Todas sufrimos sexismo en nuestro entorno laboral. Cada una de nosotras hemos vivido, vivimos o viviremos situaciones incómodas, ofensivas y estresantes que condicionarán nuestras carreras y nuestra salud mental.
La discriminación en el trabajo es una forma de violencia y las mujeres continuamos en una situación de desventaja; solo hace falta ver los datos de desempleo, segregación ocupacional, brecha salarial, trabajo no remunerado, permiso de maternidad y paternidad, trabajadores migrantes, protección social y brecha digital, entre otros.
El patriarcado nos condiciona desde la infancia. Primero nos convence de una “libertad idílica” y luego nos tortura cuando luchamos por alcanzar puestos de poder.
El sexismo es un arma potente que promueve la subordinación de las mujeres, actuando como un sistema articulado de recompensas y de castigos para que las mujeres sepan “cuál es su posición en la sociedad”.
La misoginia imperante en el maravilloso mundo en el que vivimos nos quita la voz.
Nos quita la voz cuando se nos desprecia en “sectores de hombres”.
Nos quita la voz cuando se nos desprecia por trabajar “en esos sectores en los que solo hay mujeres”.
Nos quita la voz cuando se nos interrumpe de forma constante.
Nos quita la voz cuando se nos explican cosas, a todas horas y constantemente. Cosas que ya sabemos.
Se nos hace creer que vivimos en una meritocracia y que nuestra lucha es igualitaria.
“La ideología de la meritocracia implica obviar expectativas sociales, significados, atribuciones, reconocimientos y consecuencias diferenciales que tienen las conductas de hombres y mujeres en contextos particulares (un ejemplo claro es la diferente atribución e interpretación que se hace cuando hombres y mujeres demuestran ambición: se espera y se valora positivamente que los hombres sean ambiciosos pero si las mujeres se muestran como tales, se las cuestiona vigorosamente” decía Maria Ángeles Viladot.
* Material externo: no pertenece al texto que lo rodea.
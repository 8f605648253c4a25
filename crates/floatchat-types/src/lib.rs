//! FloatChat Types - Level 1 foundation types
//!
//! Pure data structures shared by every stage of the query engine:
//! parsing, planning, security screening and execution.
//!
//! ## Contents
//!
//! - Extracted entities (spatial, temporal, parameter, float, quality, depth)
//! - Operators, edges and the semantic operator DAG
//! - Execution steps, plans and cache strategy
//! - Security validation verdicts
//! - Executor request/response contract and execution results
//!
//! ## Rules
//!
//! 1. **NO BUSINESS LOGIC** - only data structures and small accessors
//! 2. **NO WORKSPACE DEPENDENCIES** - this crate sits at the bottom
//! 3. **SERIALIZABLE** - every type crosses a wire boundary somewhere

pub mod entities;
pub mod execution;
pub mod operator;
pub mod plan;
pub mod security;

pub use entities::{
    BoundingBox, DepthEntity, ExtractedEntities, FloatEntity, ParameterEntity, QualityEntity,
    SpatialEntity, SpatialKind, TemporalEntity, TemporalKind,
};
pub use execution::{
    ExecutionResult, ExecutorError, ExecutorMetadata, ExecutorRequest, ExecutorResponse,
    StepError, StepErrorKind, StepMetric,
};
pub use operator::{
    Edge, Operator, OperatorKind, ParseMode, ParseOperatorKindError, Params, QueryIntent,
    SemanticOperatorDAG,
};
pub use plan::{CacheStrategy, ExecutionPlan, ExecutionStep};
pub use security::{SecurityValidation, ThreatLevel};
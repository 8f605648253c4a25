//! Operator cost estimation and cache keys
//!
//! Cost pipeline per operator:
//!
//! ```text
//! base (catalog) × selectivity → × 0.05 if cached → 0.7·current + 0.3·historical
//! ```
//!
//! Cache keys are content-addressed: the same kind with the same params
//! always maps to the same key, regardless of param insertion order.

use crate::catalog;
use crate::memory::{CacheStore, HistoricalCostSource};
use floatchat_types::{BoundingBox, Operator, OperatorKind};
use futures::future::join_all;
use serde_json::Value;
use sha2::{Digest, Sha256};
use std::collections::BTreeMap;
use std::sync::Arc;

/// Multiplier applied when an operator's result is already cached
pub const CACHE_DISCOUNT: f64 = 0.05;

/// Weight of the current estimate when blending with history
pub const CURRENT_WEIGHT: f64 = 0.7;
pub const HISTORICAL_WEIGHT: f64 = 0.3;

const TEMPORAL_SELECTIVITY: f64 = 1.5;

// ---------------------------------------------------------------------------
// Cache keys
// ---------------------------------------------------------------------------

/// Re-emit a JSON value with object keys sorted at every level
fn canonicalize(value: &Value) -> Value {
    match value {
        Value::Object(map) => {
            let sorted: BTreeMap<&String, Value> =
                map.iter().map(|(k, v)| (k, canonicalize(v))).collect();
            let mut out = serde_json::Map::new();
            for (k, v) in sorted {
                out.insert(k.clone(), v);
            }
            Value::Object(out)
        }
        Value::Array(items) => Value::Array(items.iter().map(canonicalize).collect()),
        other => other.clone(),
    }
}

/// Canonical JSON text of a value (sorted keys, compact)
pub fn canonical_json(value: &Value) -> String {
    canonicalize(value).to_string()
}

/// `op:` + first 16 hex chars of `SHA-256("KIND:" + canonical params)`
pub fn cache_key(operator: &Operator) -> String {
    let params = canonical_json(&Value::Object(operator.params.clone()));
    let material = format!("{}:{}", operator.kind.as_str(), params);
    let hash = Sha256::digest(material.as_bytes());
    format!("op:{}", &hex::encode(hash)[..16])
}

// ---------------------------------------------------------------------------
// Estimation
// ---------------------------------------------------------------------------

/// Base cost scaled by how much data the operator is expected to touch
pub fn selectivity_cost(operator: &Operator) -> f64 {
    let base = catalog::base_cost(operator.kind);
    match operator.kind {
        OperatorKind::SpatialFilter => {
            let area = operator
                .params
                .get("bbox")
                .and_then(|v| serde_json::from_value::<BoundingBox>(v.clone()).ok())
                .map(|bbox| bbox.area())
                .unwrap_or(0.0);
            base * (1.0 + area / 1000.0)
        }
        OperatorKind::TemporalFilter => base * TEMPORAL_SELECTIVITY,
        _ => base,
    }
}

/// Breakdown of one operator's estimate
#[derive(Debug, Clone, PartialEq)]
pub struct CostEstimate {
    pub cache_key: String,
    pub selectivity_cost: f64,
    pub cached: bool,
    pub historical_cost: Option<f64>,
    /// Final estimate in milliseconds
    pub cost: f64,
}

/// Cost estimator backed by optional advisory sources
#[derive(Clone, Default)]
pub struct CostEstimator {
    cache: Option<Arc<dyn CacheStore>>,
    history: Option<Arc<dyn HistoricalCostSource>>,
}

impl CostEstimator {
    pub fn new() -> Self {
        Self::default()
    }

    pub fn with_cache_store(mut self, cache: Arc<dyn CacheStore>) -> Self {
        self.cache = Some(cache);
        self
    }

    pub fn with_cost_history(mut self, history: Arc<dyn HistoricalCostSource>) -> Self {
        self.history = Some(history);
        self
    }

    pub async fn estimate(&self, operator: &Operator) -> CostEstimate {
        let key = cache_key(operator);
        let selectivity = selectivity_cost(operator);

        let cached = match &self.cache {
            Some(cache) => cache.get(&key).await.is_some(),
            None => false,
        };
        let mut cost = if cached {
            selectivity * CACHE_DISCOUNT
        } else {
            selectivity
        };

        let historical_cost = match &self.history {
            Some(history) => history.historical_cost(operator).await,
            None => None,
        };
        if let Some(historical) = historical_cost {
            cost = CURRENT_WEIGHT * cost + HISTORICAL_WEIGHT * historical;
        }

        CostEstimate {
            cache_key: key,
            selectivity_cost: selectivity,
            cached,
            historical_cost,
            cost,
        }
    }

    /// Estimate every operator; lookups run concurrently, results keep input order
    pub async fn estimate_all(&self, operators: &[Operator]) -> Vec<CostEstimate> {
        join_all(operators.iter().map(|op| self.estimate(op))).await
    }
}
La meritocracia solo es una herramienta más para promover un sistema completamente injusto. Se nos culpabiliza por no alcanzar puestos de poder y luego se nos tacha de víctimas si nos quejamos por las barreras que nos encontramos. La realidad es que las mujeres no luchamos desde la misma posición, así como las mujeres blancas no luchan desde la misma posición que las mujeres racializadas y las mujeres trans. Existe un sistema de privilegios y negar esta verdad no hará que la sociedad permanezca callada.
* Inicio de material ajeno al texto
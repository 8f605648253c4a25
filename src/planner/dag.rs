//! Topological ordering and parallel grouping
//!
//! Implements Kahn's algorithm with:
//! - Dangling-edge and duplicate-id checks before sorting
//! - Cycle detection with the operators involved
//! - Stable order (original operator position breaks ties)
//!
//! The generator only emits linear chains, but nothing here assumes it.

use crate::error::DagError;
use floatchat_types::SemanticOperatorDAG;
use std::collections::{BinaryHeap, HashMap, HashSet};

/// Min-heap entry keyed on original operator position
#[derive(Debug, Eq, PartialEq)]
struct MinHeapEntry {
    position: usize,
}

impl Ord for MinHeapEntry {
    fn cmp(&self, other: &Self) -> std::cmp::Ordering {
        // Reverse ordering for min-heap
        other.position.cmp(&self.position)
    }
}

impl PartialOrd for MinHeapEntry {
    fn partial_cmp(&self, other: &Self) -> Option<std::cmp::Ordering> {
        Some(self.cmp(other))
    }
}

/// Direct dependencies of each operator, as indices into `dag.operators`
pub fn dependency_indices(dag: &SemanticOperatorDAG) -> Result<Vec<Vec<usize>>, DagError> {
    let mut index: HashMap<&str, usize> = HashMap::with_capacity(dag.operators.len());
    for (i, op) in dag.operators.iter().enumerate() {
        if index.insert(op.id.as_str(), i).is_some() {
            return Err(DagError::DuplicateOperator { id: op.id.clone() });
        }
    }

    let mut deps: Vec<Vec<usize>> = vec![Vec::new(); dag.operators.len()];
    for edge in &dag.edges {
        let (Some(&from), Some(&to)) = (
            index.get(edge.from_id.as_str()),
            index.get(edge.to_id.as_str()),
        ) else {
            return Err(DagError::DanglingEdge {
                from: edge.from_id.clone(),
                to: edge.to_id.clone(),
            });
        };
        if !deps[to].contains(&from) {
            deps[to].push(from);
        }
    }
    Ok(deps)
}

/// Operator indices in execution order
///
/// Every operator appears exactly once and for every edge `u -> v`,
/// `u` comes before `v`.
pub fn topological_sort(dag: &SemanticOperatorDAG) -> Result<Vec<usize>, DagError> {
    let n = dag.operators.len();
    let deps = dependency_indices(dag)?;

    // dependents[i] = operators that must wait for i
    let mut dependents: Vec<Vec<usize>> = vec![Vec::new(); n];
    let mut in_degree: Vec<usize> = vec![0; n];
    for (to, from_list) in deps.iter().enumerate() {
        for &from in from_list {
            dependents[from].push(to);
            in_degree[to] += 1;
        }
    }

    let mut heap: BinaryHeap<MinHeapEntry> = in_degree
        .iter()
        .enumerate()
        .filter(|(_, &d)| d == 0)
        .map(|(position, _)| MinHeapEntry { position })
        .collect();

    let mut sorted: Vec<usize> = Vec::with_capacity(n);
    while let Some(entry) = heap.pop() {
        let idx = entry.position;
        sorted.push(idx);
        for &next in &dependents[idx] {
            in_degree[next] -= 1;
            if in_degree[next] == 0 {
                heap.push(MinHeapEntry { position: next });
            }
        }
    }

    if sorted.len() != n {
        let placed: HashSet<usize> = sorted.iter().copied().collect();
        let operator_ids: Vec<String> = (0..n)
            .filter(|i| !placed.contains(i))
            .map(|i| dag.operators[i].id.clone())
            .collect();

        let mut explanation = String::from("Circular dependency detected:\n");
        for id in &operator_ids {
            if let Some(op) = dag.operator(id) {
                explanation.push_str(&format!("  --> {} ({})\n", op.id, op.kind));
            }
        }
        explanation.push_str("\nThese operators depend on each other in a cycle.");

        return Err(DagError::Cycle {
            operator_ids,
            explanation,
        });
    }

    Ok(sorted)
}

/// Partition steps into groups that can run concurrently.
///
/// `depends_on[i]` lists the step indices step `i` waits for; steps are in
/// topological order, so every dependency index is smaller than `i`.
///
/// Walking the order, a step joins the current group only when all its
/// dependencies sit in earlier groups and it has no direct or transitive
/// dependency relation with anything already in the group. Otherwise the
/// group is closed and a new one started.
pub fn parallel_groups(depends_on: &[Vec<usize>]) -> Vec<Vec<usize>> {
    let n = depends_on.len();

    // ancestors[i] = every step i depends on, directly or transitively
    let mut ancestors: Vec<HashSet<usize>> = Vec::with_capacity(n);
    for deps in depends_on {
        let mut all = HashSet::new();
        for &d in deps {
            all.insert(d);
            if let Some(inherited) = ancestors.get(d) {
                all.extend(inherited.iter().copied());
            }
        }
        ancestors.push(all);
    }

    let mut groups: Vec<Vec<usize>> = Vec::new();
    let mut current: Vec<usize> = Vec::new();
    let mut completed: HashSet<usize> = HashSet::new();

    for i in 0..n {
        let deps_done = depends_on[i].iter().all(|d| completed.contains(d));
        let related = current
            .iter()
            .any(|&g| ancestors[i].contains(&g) || ancestors[g].contains(&i));

        if !current.is_empty() && (!deps_done || related) {
            completed.extend(current.iter().copied());
            groups.push(std::mem::take(&mut current));
        }
        current.push(i);
    }

    if !current.is_empty() {
        groups.push(current);
    }

    groups
}

#[cfg(test)]
mod tests {
    use super::*;
    use crate::nl2op::operator_generator::new_operator;
    use floatchat_types::{Edge, ExtractedEntities, OperatorKind, Params, QueryIntent};

    fn dag(kinds: &[OperatorKind], edges: &[(usize, usize)]) -> SemanticOperatorDAG {
        let operators: Vec<_> = kinds
            .iter()
            .map(|&k| new_operator(k, Params::new()))
            .collect();
        let edges = edges
            .iter()
            .map(|&(a, b)| Edge::new(operators[a].id.clone(), operators[b].id.clone()))
            .collect();
        SemanticOperatorDAG {
            operators,
            edges,
            confidence: 1.0,
            intent: QueryIntent::GeneralQuery,
            entities: ExtractedEntities::new(),
            alternatives: Vec::new(),
            mode: Default::default(),
        }
    }

    #[test]
    fn test_linear_chain() {
        use OperatorKind::*;
        let d = dag(&[SpatialFilter, TemporalFilter, Visualize], &[(0, 1), (1, 2)]);
        assert_eq!(topological_sort(&d).unwrap(), vec![0, 1, 2]);
    }

    #[test]
    fn test_stable_order_for_independent_operators() {
        use OperatorKind::*;
        // 2 has no dependencies but must not jump ahead of 0 and 1
        let d = dag(&[SpatialFilter, TemporalFilter, FloatFilter, Join], &[(0, 3), (1, 3)]);
        assert_eq!(topological_sort(&d).unwrap(), vec![0, 1, 2, 3]);
    }

    #[test]
    fn test_reverse_declared_edges() {
        use OperatorKind::*;
        let d = dag(&[Visualize, ComputeMld, SpatialFilter], &[(2, 1), (1, 0)]);
        assert_eq!(topological_sort(&d).unwrap(), vec![2, 1, 0]);
    }

    #[test]
    fn test_cycle_detected() {
        use OperatorKind::*;
        let d = dag(&[SpatialFilter, ComputeStats, Visualize], &[(0, 1), (1, 2), (2, 1)]);
        match topological_sort(&d) {
            Err(DagError::Cycle { operator_ids, .. }) => {
                assert_eq!(operator_ids.len(), 2);
                assert!(operator_ids.contains(&d.operators[1].id));
                assert!(operator_ids.contains(&d.operators[2].id));
            }
            other => panic!("expected cycle, got {:?}", other),
        }
    }

    #[test]
    fn test_dangling_edge() {
        let mut d = dag(&[OperatorKind::SpatialFilter], &[]);
        d.edges.push(Edge::new(d.operators[0].id.clone(), "ghost"));
        assert!(matches!(
            topological_sort(&d),
            Err(DagError::DanglingEdge { .. })
        ));
    }

    #[test]
    fn test_duplicate_ids() {
        let mut d = dag(&[OperatorKind::SpatialFilter, OperatorKind::Visualize], &[]);
        d.operators[1].id = d.operators[0].id.clone();
        assert!(matches!(
            topological_sort(&d),
            Err(DagError::DuplicateOperator { .. })
        ));
    }

    #[test]
    fn test_groups_for_chain_are_singletons() {
        let groups = parallel_groups(&[vec![], vec![0], vec![1]]);
        assert_eq!(groups, vec![vec![0], vec![1], vec![2]]);
    }

    #[test]
    fn test_groups_for_diamond() {
        // 0 -> {1, 2} -> 3
        let groups = parallel_groups(&[vec![], vec![0], vec![0], vec![1, 2]]);
        assert_eq!(groups, vec![vec![0], vec![1, 2], vec![3]]);
    }

    #[test]
    fn test_independent_roots_share_a_group() {
        let groups = parallel_groups(&[vec![], vec![], vec![0, 1]]);
        assert_eq!(groups, vec![vec![0, 1], vec![2]]);
    }

    #[test]
    fn test_empty() {
        assert!(parallel_groups(&[]).is_empty());
        let d = dag(&[], &[]);
        assert!(topological_sort(&d).unwrap().is_empty());
    }
}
El otro día, una compañera me explicó que solo iba a las reuniones en traje. Al parecer había notado que en traje obtenía mayor respeto. Me insistió que ya no era solo traje, sino cualquier vestimenta que fuera masculina más allá de que fuese o no formal. “Al parecer – la feminidad entendida con códigos occidentales- juega en nuestra contra”.
Un estudio de la Universidad de Auburn (Alabama) basado en empleadxs del sector del marketing y la banca corroboró que a la hora de ser contratado como candidatx, cuanto más masculina era la ropa llevada más posibilidades tenía el candidatx de ser contratado. Casualmente, las mujeres que llevaban trajes más masculinos eran percibidas como más fuertes.
En la antigüedad, las mujeres debíamos disfrazarnos de frailes u hombres para poder actuar en el mundo del espectáculo, de modo que incluso en las funciones, hasta el siglo XVIII, los papeles de las mujeres los tenían que hacer hombres.
Se nos obliga a tomar actitudes patriarcales para obtener respeto, asumir el discurso machista y callar.
Las mujeres no tenemos que disfrazarnos de hombres para alcanzar la igualdad. No tenemos que reírnos de bromas sexistas que nos humillan ni quedarnos a un lado cuando nos quitan la voz. Incluso contra las cuerdas, nosotras, cambiaremos el mundo.